WORK ITEM:
All of the records are to be reproduced exactly.

Saved data entries:
:::
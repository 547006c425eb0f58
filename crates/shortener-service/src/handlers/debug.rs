//! Runtime counters as JSON.

use crate::observability::{Metrics, MetricsSnapshot};
use axum::extract::State;
use axum::Json;
use std::sync::Arc;

/// Handler for GET /debug/vars
#[tracing::instrument(skip_all, name = "shortener.debug.vars")]
pub async fn vars(State(metrics): State<Arc<Metrics>>) -> Json<MetricsSnapshot> {
    Json(metrics.snapshot())
}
:::
ANSWER BELOW:
repository 547006c425eb0f58
filename crates/shortener-service/src/handlers/debug.rs
//! Runtime counters as JSON.

use crate::observability::{Metrics, MetricsSnapshot};
use axum::extract::State;
use axum::Json;
use std::sync::Arc;

/// Handler for GET /debug/vars
#[tracing::instrument(skip_all, name = "shortener.debug.vars")]
pub async fn vars(State(metrics): State<Arc<Metrics>>) -> Json<MetricsSnapshot> {
    Json(metrics.snapshot())
}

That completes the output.